/---

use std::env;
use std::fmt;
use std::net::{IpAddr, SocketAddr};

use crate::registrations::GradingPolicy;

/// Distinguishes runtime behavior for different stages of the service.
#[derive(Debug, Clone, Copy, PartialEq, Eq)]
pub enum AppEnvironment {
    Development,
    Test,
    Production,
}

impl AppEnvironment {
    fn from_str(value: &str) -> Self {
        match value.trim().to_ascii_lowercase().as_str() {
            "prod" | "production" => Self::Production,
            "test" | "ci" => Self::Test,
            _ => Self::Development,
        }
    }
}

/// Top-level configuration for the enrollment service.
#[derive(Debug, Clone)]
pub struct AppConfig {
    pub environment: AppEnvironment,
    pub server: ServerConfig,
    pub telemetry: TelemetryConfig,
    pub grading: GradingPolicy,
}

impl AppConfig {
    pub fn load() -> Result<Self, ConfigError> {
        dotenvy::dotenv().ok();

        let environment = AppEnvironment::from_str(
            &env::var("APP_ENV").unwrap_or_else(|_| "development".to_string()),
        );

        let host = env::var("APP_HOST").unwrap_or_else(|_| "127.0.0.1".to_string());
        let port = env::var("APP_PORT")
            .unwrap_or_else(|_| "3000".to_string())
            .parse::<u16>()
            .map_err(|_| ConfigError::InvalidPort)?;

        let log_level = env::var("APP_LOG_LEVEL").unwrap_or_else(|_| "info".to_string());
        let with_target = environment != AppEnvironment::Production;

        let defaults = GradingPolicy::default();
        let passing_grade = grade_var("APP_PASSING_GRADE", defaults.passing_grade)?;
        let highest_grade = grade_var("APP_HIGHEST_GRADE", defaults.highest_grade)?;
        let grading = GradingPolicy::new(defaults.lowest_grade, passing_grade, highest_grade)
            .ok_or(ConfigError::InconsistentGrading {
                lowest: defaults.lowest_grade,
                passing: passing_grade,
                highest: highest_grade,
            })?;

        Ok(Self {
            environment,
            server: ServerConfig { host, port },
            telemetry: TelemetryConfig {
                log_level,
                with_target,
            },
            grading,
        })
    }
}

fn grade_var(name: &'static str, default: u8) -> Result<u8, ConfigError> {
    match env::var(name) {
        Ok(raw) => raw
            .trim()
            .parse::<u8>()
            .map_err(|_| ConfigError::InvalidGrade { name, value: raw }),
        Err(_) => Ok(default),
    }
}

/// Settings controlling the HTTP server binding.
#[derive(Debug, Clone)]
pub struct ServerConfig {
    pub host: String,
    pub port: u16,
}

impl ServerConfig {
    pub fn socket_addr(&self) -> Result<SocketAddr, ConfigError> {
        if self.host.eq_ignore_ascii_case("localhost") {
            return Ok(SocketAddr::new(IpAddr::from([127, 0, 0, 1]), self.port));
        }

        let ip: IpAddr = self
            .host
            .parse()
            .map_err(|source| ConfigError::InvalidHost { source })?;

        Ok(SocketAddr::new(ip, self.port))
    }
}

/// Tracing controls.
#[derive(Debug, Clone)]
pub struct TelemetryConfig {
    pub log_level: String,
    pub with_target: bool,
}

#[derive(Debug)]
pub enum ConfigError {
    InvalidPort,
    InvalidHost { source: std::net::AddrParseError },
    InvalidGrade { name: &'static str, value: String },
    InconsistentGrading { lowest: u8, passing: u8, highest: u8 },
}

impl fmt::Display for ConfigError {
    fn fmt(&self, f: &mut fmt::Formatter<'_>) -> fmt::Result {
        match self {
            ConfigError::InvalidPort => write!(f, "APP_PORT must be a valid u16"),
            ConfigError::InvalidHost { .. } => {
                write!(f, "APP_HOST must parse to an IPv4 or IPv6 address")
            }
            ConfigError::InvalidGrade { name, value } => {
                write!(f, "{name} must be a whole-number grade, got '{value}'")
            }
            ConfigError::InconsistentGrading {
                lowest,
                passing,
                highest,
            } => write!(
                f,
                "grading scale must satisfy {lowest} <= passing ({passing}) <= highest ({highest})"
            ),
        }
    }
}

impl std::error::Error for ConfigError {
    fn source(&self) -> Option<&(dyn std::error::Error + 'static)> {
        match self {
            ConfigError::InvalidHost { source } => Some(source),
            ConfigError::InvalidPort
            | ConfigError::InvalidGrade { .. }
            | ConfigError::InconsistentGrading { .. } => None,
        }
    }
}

\---

In full and word for word, set down the records shown above.

use std::env;
use std::fmt;
use std::net::{IpAddr, SocketAddr};

use crate::registrations::GradingPolicy;

/// Distinguishes runtime behavior for different stages of the service.
#[derive(Debug, Clone, Copy, PartialEq, Eq)]
pub enum AppEnvironment {
    Development,
    Test,
    Production,
}

impl AppEnvironment {
    fn from_str(value: &str) -> Self {
        match value.trim().to_ascii_lowercase().as_str() {
            "prod" | "production" => Self::Production,
            "test" | "ci" => Self::Test,
            _ => Self::Development,
        }
    }
}

/// Top-level configuration for the enrollment service.
#[derive(Debug, Clone)]
pub struct AppConfig {
    pub environment: AppEnvironment,
    pub server: ServerConfig,
    pub telemetry: TelemetryConfig,
    pub grading: GradingPolicy,
}

impl AppConfig {
    pub fn load() -> Result<Self, ConfigError> {
        dotenvy::dotenv().ok();

        let environment = AppEnvironment::from_str(
            &env::var("APP_ENV").unwrap_or_else(|_| "development".to_string()),
        );

        let host = env::var("APP_HOST").unwrap_or_else(|_| "127.0.0.1".to_string());
        let port = env::var("APP_PORT")
            .unwrap_or_else(|_| "3000".to_string())
            .parse::<u16>()
            .map_err(|_| ConfigError::InvalidPort)?;

        let log_level = env::var("APP_LOG_LEVEL").unwrap_or_else(|_| "info".to_string());
        let with_target = environment != AppEnvironment::Production;

        let defaults = GradingPolicy::default();
        let passing_grade = grade_var("APP_PASSING_GRADE", defaults.passing_grade)?;
        let highest_grade = grade_var("APP_HIGHEST_GRADE", defaults.highest_grade)?;
        let grading = GradingPolicy::new(defaults.lowest_grade, passing_grade, highest_grade)
            .ok_or(ConfigError::InconsistentGrading {
                lowest: defaults.lowest_grade,
                passing: passing_grade,
                highest: highest_grade,
            })?;

        Ok(Self {
            environment,
            server: ServerConfig { host, port },
            telemetry: TelemetryConfig {
                log_level,
                with_target,
            },
            grading,
        })
    }
}

fn grade_var(name: &'static str, default: u8) -> Result<u8, ConfigError> {
    match env::var(name) {
        Ok(raw) => raw
            .trim()
            .parse::<u8>()
            .map_err(|_| ConfigError::InvalidGrade { name, value: raw }),
        Err(_) => Ok(default),
    }
}

/// Settings controlling the HTTP server binding.
#[derive(Debug, Clone)]
pub struct ServerConfig {
    pub host: String,
    pub port: u16,
}

impl ServerConfig {
    pub fn socket_addr(&self) -> Result<SocketAddr, ConfigError> {
        if self.host.eq_ignore_ascii_case("localhost") {
            return Ok(SocketAddr::new(IpAddr::from([127, 0, 0, 1]), self.port));
        }

        let ip: IpAddr = self
            .host
            .parse()
            .map_err(|source| ConfigError::InvalidHost { source })?;

        Ok(SocketAddr::new(ip, self.port))
    }
}

/// Tracing controls.
#[derive(Debug, Clone)]
pub struct TelemetryConfig {
    pub log_level: String,
    pub with_target: bool,
}

#[derive(Debug)]
pub enum ConfigError {
    InvalidPort,
    InvalidHost { source: std::net::AddrParseError },
    InvalidGrade { name: &'static str, value: String },
    InconsistentGrading { lowest: u8, passing: u8, highest: u8 },
}

impl fmt::Display for ConfigError {
    fn fmt(&self, f: &mut fmt::Formatter<'_>) -> fmt::Result {
        match self {
            ConfigError::InvalidPort => write!(f, "APP_PORT must be a valid u16"),
            ConfigError::InvalidHost { .. } => {
                write!(f, "APP_HOST must parse to an IPv4 or IPv6 address")
            }
            ConfigError::InvalidGrade { name, value } => {
                write!(f, "{name} must be a whole-number grade, got '{value}'")
            }
            ConfigError::InconsistentGrading {
                lowest,
                passing,
                highest,
            } => write!(
                f,
                "grading scale must satisfy {lowest} <= passing ({passing}) <= highest ({highest})"
            ),
        }
    }
}

impl std::error::Error for ConfigError {
    fn source(&self) -> Option<&(dyn std::error::Error + 'static)> {
        match self {
            ConfigError::InvalidHost { source } => Some(source),
            ConfigError::InvalidPort
            | ConfigError::InvalidGrade { .. }
            | ConfigError::InconsistentGrading { .. } => None,
        }
    }
}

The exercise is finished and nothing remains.